Tom Wright is pursuing a model that is consistent with the biblical revelation – provide evidence for the doubters and antagonists for the existence of God, Christ and the reliability of the biblical tradition.

A point of contact

When Paul, the apostle, wanted to connect with unbelievers, what did he do? See his address at the Areopagus in Athens (Acts 17:22-34 NLT):

So Paul, standing before the council,[a] addressed them as follows: “Men of Athens, I notice that you are very religious in every way, 23 for as I was walking along I saw your many shrines. And one of your altars had this inscription on it: ‘To an Unknown God.’ This God, whom you worship without knowing, is the one I’m telling you about.

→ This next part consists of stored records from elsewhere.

//! CLI error handling with user-friendly messages.
//!
//! Centralizes error handling for the CLI, providing consistent formatting
//! and a single exit code.

use std::fmt;
use std::process;

use quadcover::config::ConfigFileError;
use quadcover::coverage::CoverageError;
use quadcover::pipeline::PipelineError;

/// CLI-specific errors with user-friendly messages.
#[derive(Debug)]
pub enum CliError {
    /// Failed to initialize logging
    LoggingInit(String),
    /// Configuration error
    Config(ConfigFileError),
    /// Bad command-line argument
    InvalidArgument(String),
    /// Coverage computation failed
    Coverage(CoverageError),
    /// Pipeline run failed
    Pipeline(PipelineError),
    /// Failed to render command output
    Output(String),
}

impl CliError {
    /// Exit the process with the error message and status 1.
    pub fn exit(&self) -> ! {
        eprintln!("Error: {}", self);

        if let CliError::Config(ConfigFileError::AlreadyExists(_)) = self {
            eprintln!();
            eprintln!("Use --force to overwrite the existing file.");
        }

        process::exit(1)
    }
}

impl fmt::Display for CliError {
    fn fmt(&self, f: &mut fmt::Formatter<'_>) -> fmt::Result {
        match self {
            CliError::LoggingInit(msg) => write!(f, "Failed to initialize logging: {}", msg),
            CliError::Config(e) => write!(f, "Configuration error: {}", e),
            CliError::InvalidArgument(msg) => write!(f, "Invalid argument: {}", msg),
            CliError::Coverage(e) => write!(f, "Coverage failed: {}", e),
            CliError::Pipeline(e) => write!(f, "{}", e),
            CliError::Output(msg) => write!(f, "Failed to write output: {}", msg),
        }
    }
}

impl std::error::Error for CliError {
    fn source(&self) -> Option<&(dyn std::error::Error + 'static)> {
        match self {
            CliError::Config(e) => Some(e),
            CliError::Coverage(e) => Some(e),
            CliError::Pipeline(e) => Some(e),
            _ => None,
        }
    }
}

impl From<ConfigFileError> for CliError {
    fn from(e: ConfigFileError) -> Self {
        CliError::Config(e)
    }
}

impl From<CoverageError> for CliError {
    fn from(e: CoverageError) -> Self {
        CliError::Coverage(e)
    }
}

impl From<PipelineError> for CliError {
    fn from(e: PipelineError) -> Self {
        CliError::Pipeline(e)
    }
}

impl From<serde_json::Error> for CliError {
    fn from(e: serde_json::Error) -> Self {
        CliError::Output(e.to_string())
    }
}

#[cfg(test)]
mod tests {
    use super::*;
    use std::error::Error;

    #[test]
    fn test_display_messages() {
        let err = CliError::InvalidArgument("radius must be positive".to_string());
        assert_eq!(err.to_string(), "Invalid argument: radius must be positive");

        let err = CliError::from(CoverageError::InvalidZoom(30));
        assert!(err.to_string().starts_with("Coverage failed:"));
        assert!(err.source().is_some());
    }

    #[test]
    fn test_pipeline_error_is_shown_as_is() {
        let err = CliError::from(PipelineError::NoTargets);
        assert_eq!(err.to_string(), PipelineError::NoTargets.to_string());
    }
}
//! Disc-to-quadkey coverage computation.

use tracing::debug;

use super::set::CoverageSet;
use super::tiles::tiles_in_bounds;
use super::CoverageError;
use crate::coord::{GeoPoint, Quadkey, MAX_ZOOM, MIN_ZOOM};
use crate::geodesic::{DiscApproximation, MetricDisc};

/// Largest number of tiles one coverage set may hold.
///
/// A 50 km disc at zoom 18 needs about 820 000 tiles; this allows five
/// times that before refusing.
pub const MAX_COVERAGE_TILES: u64 = 1 << 22;

/// Computes the quadkeys covering a true-distance disc.
///
/// The computer is stateless apart from the disc approximation, so one
/// instance can be shared freely across threads.
#[derive(Debug, Clone, Copy, Default)]
pub struct CoverageComputer {
    approximation: DiscApproximation,
}

impl CoverageComputer {
    pub fn new(approximation: DiscApproximation) -> Self {
        Self { approximation }
    }

    /// Uses `segments` polygon sides per quarter circle.
    pub fn with_quadrant_segments(segments: u32) -> Self {
        Self::new(DiscApproximation::new(segments))
    }

    pub fn approximation(&self) -> &DiscApproximation {
        &self.approximation
    }

    /// Returns every tile at `zoom` intersecting the bounding box of the
    /// disc of `radius_m` metres around `center`.
    ///
    /// The box is a superset of the disc, so tiles near the box corners
    /// may not touch the disc itself.
    pub fn compute(
        &self,
        center: GeoPoint,
        radius_m: f64,
        zoom: u8,
    ) -> Result<CoverageSet, CoverageError> {
        if !(MIN_ZOOM..=MAX_ZOOM).contains(&zoom) {
            return Err(CoverageError::InvalidZoom(zoom));
        }

        let disc = MetricDisc::new(center, radius_m)?;
        let bounds = disc.bounds(&self.approximation)?;

        let ranges = tiles_in_bounds(&bounds, zoom);
        let tiles: u64 = ranges.iter().map(|range| range.len()).sum();
        if tiles > MAX_COVERAGE_TILES {
            return Err(CoverageError::InvalidGeometry(format!(
                "disc of {} m needs {} tiles at zoom {}, limit is {}",
                radius_m, tiles, zoom, MAX_COVERAGE_TILES
            )));
        }

        let mut set = CoverageSet::new(zoom)?;
        for range in ranges {
            for tile in range.iter() {
                set.insert(Quadkey::from_tile(&tile)?)?;
            }
        }

        debug!(
            lat = center.lat(),
            lon = center.lon(),
            radius_m,
            zoom,
            quadkeys = set.len(),
            "Computed disc coverage"
        );

        Ok(set)
    }

    /// Same as [`compute`](Self::compute) for raw degrees.
    ///
    /// Out-of-range coordinates fail with `InvalidGeometry`.
    pub fn compute_at(
        &self,
        lat: f64,
        lon: f64,
        radius_m: f64,
        zoom: u8,
    ) -> Result<CoverageSet, CoverageError> {
        let center = GeoPoint::new(lat, lon)
            .map_err(|e| CoverageError::InvalidGeometry(format!("center: {}", e)))?;
        self.compute(center, radius_m, zoom)
    }
}

/// Computes coverage with the default disc approximation.
pub fn compute_coverage(
    center: GeoPoint,
    radius_m: f64,
    zoom: u8,
) -> Result<CoverageSet, CoverageError> {
    CoverageComputer::default().compute(center, radius_m, zoom)
}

24 “He is the God who made the world and everything in it. Since he is Lord of heaven and earth, he doesn’t live in man-made temples, 25 and human hands can’t serve his needs—for he has no needs. He himself gives life and breath to everything, and he satisfies every need. 26 From one man[b] he created all the nations throughout the whole earth. He decided beforehand when they should rise and fall, and he determined their boundaries.

27 “His purpose was for the nations to seek after God and perhaps feel their way toward him and find him—though he is not far from any one of us. 28 For in him we live and move and exist. As some of your[c] own poets have said, ‘We are his offspring.’ 29 And since this is true, we shouldn’t think of God as an idol designed by craftsmen from gold or silver or stone.

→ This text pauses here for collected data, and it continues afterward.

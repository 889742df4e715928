//! CLI runner for common setup.
//!
//! Loads the configuration file and initializes logging so command
//! handlers start from the same state.

use std::path::Path;

use quadcover::config::ConfigFile;
use quadcover::logging::{init_logging, LoggingGuard};
use tracing::info;

use crate::error::CliError;

/// Runner that manages CLI lifecycle and common operations.
pub struct CliRunner {
    /// Logging guard - keeps logging active while runner exists
    #[allow(dead_code)]
    logging_guard: LoggingGuard,
    /// Loaded configuration file
    config: ConfigFile,
}

impl CliRunner {
    /// Load the config at `config_path` (or the default location) and
    /// initialize logging to the file it names.
    ///
    /// # Arguments
    ///
    /// * `config_path` - Explicit config file; defaults to `~/.quadcover/config.ini`
    /// * `debug_mode` - When true, enables debug-level logging regardless of RUST_LOG
    pub fn with_config(config_path: Option<&Path>, debug_mode: bool) -> Result<Self, CliError> {
        let config = match config_path {
            Some(path) => ConfigFile::load_from(path)?,
            None => ConfigFile::load()?,
        };

        let logging_guard = init_logging(&config.logging.file, debug_mode)
            .map_err(|e| CliError::LoggingInit(e.to_string()))?;

        Ok(Self {
            logging_guard,
            config,
        })
    }

    /// Get the loaded configuration.
    pub fn config(&self) -> &ConfigFile {
        &self.config
    }

    /// Mutable configuration, for applying command-line overrides.
    pub fn config_mut(&mut self) -> &mut ConfigFile {
        &mut self.config
    }

    /// Log startup information for a command.
    pub fn log_startup(&self, command: &str) {
        info!("QuadCover v{}", quadcover::VERSION);
        info!("QuadCover CLI: {} command", command);
    }
}
//! QuadCover CLI - Command-line interface
//!
//! Computes quadkey coverage around points of interest and downloads
//! activity files for the covering tiles.

mod commands;
mod error;
mod runner;

use std::path::PathBuf;

use chrono::NaiveDate;
use clap::{Parser, Subcommand};
use quadcover::catalog::TargetSelector;

use commands::common::{parse_date_arg, parse_point_arg, parse_radius_arg, OutputFormat};
use error::CliError;

#[derive(Parser)]
#[command(name = "quadcover")]
#[command(version)]
#[command(about = "Quadkey coverage around points of interest", long_about = None)]
struct Cli {
    /// Enable debug-level logging (overrides RUST_LOG)
    #[arg(long, global = true)]
    debug: bool,

    #[command(subcommand)]
    command: Commands,
}

#[derive(Subcommand)]
enum Commands {
    /// Print the quadkeys covering a disc around one point
    Cover {
        /// Latitude in decimal degrees
        #[arg(long, allow_negative_numbers = true)]
        lat: f64,

        /// Longitude in decimal degrees
        #[arg(long, allow_negative_numbers = true)]
        lon: f64,

        /// Disc radius in metres (default: config)
        #[arg(long, value_parser = parse_radius_arg)]
        radius: Option<f64>,

        /// Zoom of the coverage set (default: config)
        #[arg(long, value_parser = clap::value_parser!(u8).range(1..=23))]
        zoom: Option<u8>,

        /// Also print the coarse keys at this zoom
        #[arg(long, value_parser = clap::value_parser!(u8).range(1..=23))]
        coarse_zoom: Option<u8>,

        /// Polygon sides per quarter circle (default: config)
        #[arg(long, value_parser = clap::value_parser!(u32).range(1..))]
        segments: Option<u32>,

        /// Output format
        #[arg(long, value_enum, default_value = "text")]
        format: OutputFormat,
    },

    /// Resolve targets, compute coverage and download activity files
    Run {
        /// Config file (default: ~/.quadcover/config.ini)
        #[arg(long)]
        config: Option<PathBuf>,

        /// Airport by IATA code (repeatable)
        #[arg(long)]
        iata: Vec<String>,

        /// Airport whose name contains this text (repeatable)
        #[arg(long)]
        name: Vec<String>,

        /// Explicit point, `label=lat,lon` or `lat,lon` (repeatable)
        #[arg(long, value_parser = parse_point_arg, allow_hyphen_values = true)]
        point: Vec<TargetSelector>,

        /// Disc radius in metres
        #[arg(long, value_parser = parse_radius_arg)]
        radius: Option<f64>,

        /// First day to download (YYYY-MM-DD)
        #[arg(long, value_parser = parse_date_arg)]
        start: Option<NaiveDate>,

        /// Last day to download, inclusive (YYYY-MM-DD)
        #[arg(long, value_parser = parse_date_arg)]
        end: Option<NaiveDate>,

        /// Output directory for the quadkey list and downloaded files
        #[arg(long)]
        output: Option<PathBuf>,

        /// Stop after writing the quadkey list
        #[arg(long)]
        no_download: bool,
    },

    /// Write a default configuration file
    Init {
        /// Where to write it (default: ~/.quadcover/config.ini)
        #[arg(long)]
        config: Option<PathBuf>,

        /// Overwrite an existing file
        #[arg(long)]
        force: bool,
    },
}

fn main() {
    let cli = Cli::parse();
    let debug = cli.debug;

    let result: Result<(), CliError> = match cli.command {
        Commands::Cover {
            lat,
            lon,
            radius,
            zoom,
            coarse_zoom,
            segments,
            format,
        } => commands::cover::run(commands::cover::CoverArgs {
            lat,
            lon,
            radius,
            zoom,
            coarse_zoom,
            segments,
            format,
            debug,
        }),
        Commands::Run {
            config,
            iata,
            name,
            point,
            radius,
            start,
            end,
            output,
            no_download,
        } => commands::run::run(commands::run::RunArgs {
            config,
            iata,
            name,
            point,
            radius,
            start,
            end,
            output,
            no_download,
            debug,
        }),
        Commands::Init { config, force } => {
            commands::init::run(commands::init::InitArgs { config, force })
        }
    };

    if let Err(e) = result {
        e.exit();
    }
}

#[cfg(test)]
mod tests {
    use super::*;
    use clap::CommandFactory;

    #[test]
    fn test_cli_definition_is_valid() {
        Cli::command().debug_assert();
    }

    #[test]
    fn test_parse_cover_with_negative_longitude() {
        let cli = Cli::try_parse_from([
            "quadcover", "cover", "--lat", "37.6", "--lon", "-122.4", "--coarse-zoom", "7",
        ])
        .unwrap();
        match cli.command {
            Commands::Cover {
                lon, coarse_zoom, ..
            } => {
                assert_eq!(lon, -122.4);
                assert_eq!(coarse_zoom, Some(7));
            }
            _ => panic!("expected cover"),
        }
    }

    #[test]
    fn test_parse_run_overrides() {
        let cli = Cli::try_parse_from([
            "quadcover",
            "--debug",
            "run",
            "--iata",
            "SFO",
            "--point",
            "home=43.65,-79.38",
            "--start",
            "2021-07-01",
            "--no-download",
        ])
        .unwrap();
        assert!(cli.debug);
        match cli.command {
            Commands::Run {
                iata,
                point,
                start,
                no_download,
                ..
            } => {
                assert_eq!(iata, vec!["SFO".to_string()]);
                assert_eq!(point.len(), 1);
                assert_eq!(start, NaiveDate::from_ymd_opt(2021, 7, 1));
                assert!(no_download);
            }
            _ => panic!("expected run"),
        }
    }

    #[test]
    fn test_rejects_bad_zoom_and_date() {
        assert!(Cli::try_parse_from([
            "quadcover", "cover", "--lat", "0", "--lon", "0", "--zoom", "30"
        ])
        .is_err());
        assert!(Cli::try_parse_from(["quadcover", "run", "--start", "July"]).is_err());
    }
}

30 “God overlooked people’s ignorance about these things in earlier times, but now he commands everyone everywhere to repent of their sins and turn to him. 31 For he has set a day for judging the world with justice by the man he has appointed, and he proved to everyone who this is by raising him from the dead.”

32 When they heard Paul speak about the resurrection of the dead, some laughed in contempt, but others said, “We want to hear more about this later.” 33 That ended Paul’s discussion with them, 34 but some joined him and became believers. Among them were Dionysius, a member of the council,[d] a woman named Damaris, and others with them.

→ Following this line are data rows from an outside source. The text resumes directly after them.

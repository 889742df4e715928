//! Parser for delimited point-of-interest files.
//!
//! The expected input is a flat file with a header row, in the shape of
//! the OurAirports `airports.csv` export:
//!
//! ```text
//! id,ident,type,name,latitude_deg,longitude_deg,...,iso_country,iso_region,...,iata_code
//! 3878,KSFO,large_airport,"San Francisco International Airport",37.6189,-122.375,...
//! ```
//!
//! Only the coordinate columns are required. Fields may be wrapped in
//! double quotes, in which case the delimiter loses its meaning and `""`
//! stands for a literal quote. A quoted field may span lines.

use std::io::{BufRead, BufReader, Read};

use super::{CatalogError, PointOfInterest};
use crate::coord::GeoPoint;

const LATITUDE_COLUMNS: &[&str] = &["latitude_deg", "latitude", "lat"];
const LONGITUDE_COLUMNS: &[&str] = &["longitude_deg", "longitude", "lon", "lng"];
const IDENT_COLUMNS: &[&str] = &["ident"];
const NAME_COLUMNS: &[&str] = &["name", "city"];
const KIND_COLUMNS: &[&str] = &["type"];
const COUNTRY_COLUMNS: &[&str] = &["iso_country", "country"];
const REGION_COLUMNS: &[&str] = &["iso_region"];
const IATA_COLUMNS: &[&str] = &["iata_code"];

/// Parser for delimited catalogue files.
pub struct CatalogParser;

impl CatalogParser {
    /// Reads the header and returns an iterator over the records.
    ///
    /// Fails straight away if the header lacks a latitude or longitude
    /// column. Each record is then yielded as it is read.
    pub fn parse<R: Read>(
        reader: R,
        delimiter: char,
    ) -> Result<impl Iterator<Item = Result<PointOfInterest, CatalogError>>, CatalogError> {
        let mut records = RecordReader::new(BufReader::new(reader), delimiter);
        let header = match records.next_record()? {
            Some((_, fields)) => fields,
            None => return Err(CatalogError::MissingColumn("latitude_deg".to_string())),
        };
        let columns = Columns::from_header(&header)?;

        Ok(CatalogIterator { records, columns })
    }

    /// Parses every record, skipping rows that fail with a warning.
    ///
    /// I/O errors still abort the parse.
    pub fn parse_all<R: Read>(
        reader: R,
        delimiter: char,
    ) -> Result<Vec<PointOfInterest>, CatalogError> {
        let mut points = Vec::new();
        for result in Self::parse(reader, delimiter)? {
            match result {
                Ok(point) => points.push(point),
                Err(e @ CatalogError::InvalidRecord { .. }) => {
                    tracing::warn!("Skipping catalogue row: {}", e);
                }
                Err(e) => return Err(e),
            }
        }
        Ok(points)
    }
}

/// Splits one logical record into fields.
///
/// Returns `None` when a quoted field is still open at the end of `line`,
/// meaning the record continues on the next physical line.
pub(crate) fn split_record(line: &str, delimiter: char) -> Option<Vec<String>> {
    let mut fields = Vec::new();
    let mut field = String::new();
    let mut in_quotes = false;
    let mut chars = line.chars().peekable();

    while let Some(c) = chars.next() {
        if in_quotes {
            if c == '"' {
                if chars.peek() == Some(&'"') {
                    field.push('"');
                    chars.next();
                } else {
                    in_quotes = false;
                }
            } else {
                field.push(c);
            }
        } else if c == '"' {
            in_quotes = true;
        } else if c == delimiter {
            fields.push(std::mem::take(&mut field));
        } else {
            field.push(c);
        }
    }

    if in_quotes {
        return None;
    }
    fields.push(field);
    Some(fields)
}

/// Column positions resolved from the header row.
#[derive(Debug)]
struct Columns {
    lat: usize,
    lon: usize,
    ident: Option<usize>,
    name: Option<usize>,
    kind: Option<usize>,
    country: Option<usize>,
    region: Option<usize>,
    iata: Option<usize>,
}

impl Columns {
    fn from_header(header: &[String]) -> Result<Self, CatalogError> {
        let find = |aliases: &[&str]| {
            aliases.iter().find_map(|alias| {
                header
                    .iter()
                    .position(|h| h.trim().eq_ignore_ascii_case(alias))
            })
        };

        let lat = find(LATITUDE_COLUMNS)
            .ok_or_else(|| CatalogError::MissingColumn(LATITUDE_COLUMNS[0].to_string()))?;
        let lon = find(LONGITUDE_COLUMNS)
            .ok_or_else(|| CatalogError::MissingColumn(LONGITUDE_COLUMNS[0].to_string()))?;

        Ok(Self {
            lat,
            lon,
            ident: find(IDENT_COLUMNS),
            name: find(NAME_COLUMNS),
            kind: find(KIND_COLUMNS),
            country: find(COUNTRY_COLUMNS),
            region: find(REGION_COLUMNS),
            iata: find(IATA_COLUMNS),
        })
    }

    fn build(&self, line: usize, fields: &[String]) -> Result<PointOfInterest, CatalogError> {
        let invalid = |message: String| CatalogError::InvalidRecord { line, message };

        let lat_text = fields
            .get(self.lat)
            .ok_or_else(|| invalid("missing latitude field".to_string()))?;
        let lon_text = fields
            .get(self.lon)
            .ok_or_else(|| invalid("missing longitude field".to_string()))?;

        let lat: f64 = lat_text
            .trim()
            .parse()
            .map_err(|_| invalid(format!("unparsable latitude '{}'", lat_text)))?;
        let lon: f64 = lon_text
            .trim()
            .parse()
            .map_err(|_| invalid(format!("unparsable longitude '{}'", lon_text)))?;
        let location = GeoPoint::new(lat, lon).map_err(|e| invalid(e.to_string()))?;

        let text = |index: Option<usize>| {
            index
                .and_then(|i| fields.get(i))
                .map(|s| s.trim())
                .filter(|s| !s.is_empty())
                .map(str::to_string)
        };

        let ident = text(self.ident);
        let name = text(self.name)
            .or_else(|| ident.clone())
            .unwrap_or_default();

        Ok(PointOfInterest {
            ident,
            name,
            kind: text(self.kind),
            country: text(self.country),
            region: text(self.region),
            iata_code: text(self.iata),
            location,
        })
    }
}

/// Reads logical records, joining physical lines inside quoted fields.
struct RecordReader<R: BufRead> {
    reader: R,
    delimiter: char,
    line_buffer: String,
    line_number: usize,
}

impl<R: BufRead> RecordReader<R> {
    fn new(reader: R, delimiter: char) -> Self {
        Self {
            reader,
            delimiter,
            line_buffer: String::new(),
            line_number: 0,
        }
    }

    /// Returns the starting line number and fields of the next non-blank
    /// record, or `None` at end of input.
    fn next_record(&mut self) -> Result<Option<(usize, Vec<String>)>, CatalogError> {
        let mut pending = String::new();
        let mut start = 0;

        loop {
            self.line_buffer.clear();
            if self.reader.read_line(&mut self.line_buffer)? == 0 {
                if pending.is_empty() {
                    return Ok(None);
                }
                return Err(CatalogError::InvalidRecord {
                    line: start,
                    message: "unterminated quoted field".to_string(),
                });
            }
            self.line_number += 1;

            let line = self.line_buffer.trim_end_matches(['\n', '\r']);
            if pending.is_empty() {
                if line.trim().is_empty() {
                    continue;
                }
                start = self.line_number;
            } else {
                pending.push('\n');
            }
            pending.push_str(line);

            if let Some(fields) = split_record(&pending, self.delimiter) {
                return Ok(Some((start, fields)));
            }
        }
    }
}

struct CatalogIterator<R: BufRead> {
    records: RecordReader<R>,
    columns: Columns,
}

impl<R: BufRead> Iterator for CatalogIterator<R> {
    type Item = Result<PointOfInterest, CatalogError>;

    fn next(&mut self) -> Option<Self::Item> {
        match self.records.next_record() {
            Ok(Some((line, fields))) => Some(self.columns.build(line, &fields)),
            Ok(None) => None,
            Err(e) => Some(Err(e)),
        }
    }
}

Footnotes [for Acts 17:22-34 NLT]:

a. Acts 17:22 Traditionally rendered standing in the middle of Mars Hill; Greek reads standing in the middle of the Areopagus.

b. Acts 17:26 Greek From one; other manuscripts read From one blood.

c. Acts 17:28 Some manuscripts read our.

d. Acts 17:34 Greek an Areopagite.

Interviews with Antony Flew

For an interview of former atheistic philosopher, Antony Flew, by Christian philosopher, Gary R Habermas, read, ‘Atheist becomes theist’. See also a YouTube version, ‘Antony Flew’s conversion to theism’.

Death of Antony Flew

Antony Flew died on 8 April 2010. See this report in The Telegraph [UK], ‘Professor Antony Flew’, 13 April 2010. Part of this article reads:

Professor Antony Flew, the rationalist philosopher who died on April 8 aged 87, spent much of his life denying the existence of God until, in 2004, he dramatically changed his mind.

Flew always described himself as a “negative atheist”, asserting that “theological propositions can neither be verified nor falsified by experience”, a position he expounded in his classic paper Theology and Falsification (1950), reputedly the most frequently-quoted philosophical publication of the second half of the 20th century….

Flew was the author of some 23 works of philosophy, including God and Philosophy (1966), Evolutionary Ethics (1967), An Introduction to Western Philosophy (1971), The Presumption of Atheism (1976), A Rational Animal (1978), Darwinian Evolution (1984), Atheistic Humanism (1993) and Philosophical Essays of Antony Flew (1997).

Flew’s volte-face on the existence of God was all the more remarkable given the volume of his writing in the atheistic cause and his vehement denial of internet rumours in 2001 that he had renounced his atheism. His response was entitled Sorry To Disappoint, but I’m Still an Atheist! In 2007, however, he was able to publish There is a God: How the World’s Most Notorious Atheist Changed his Mind.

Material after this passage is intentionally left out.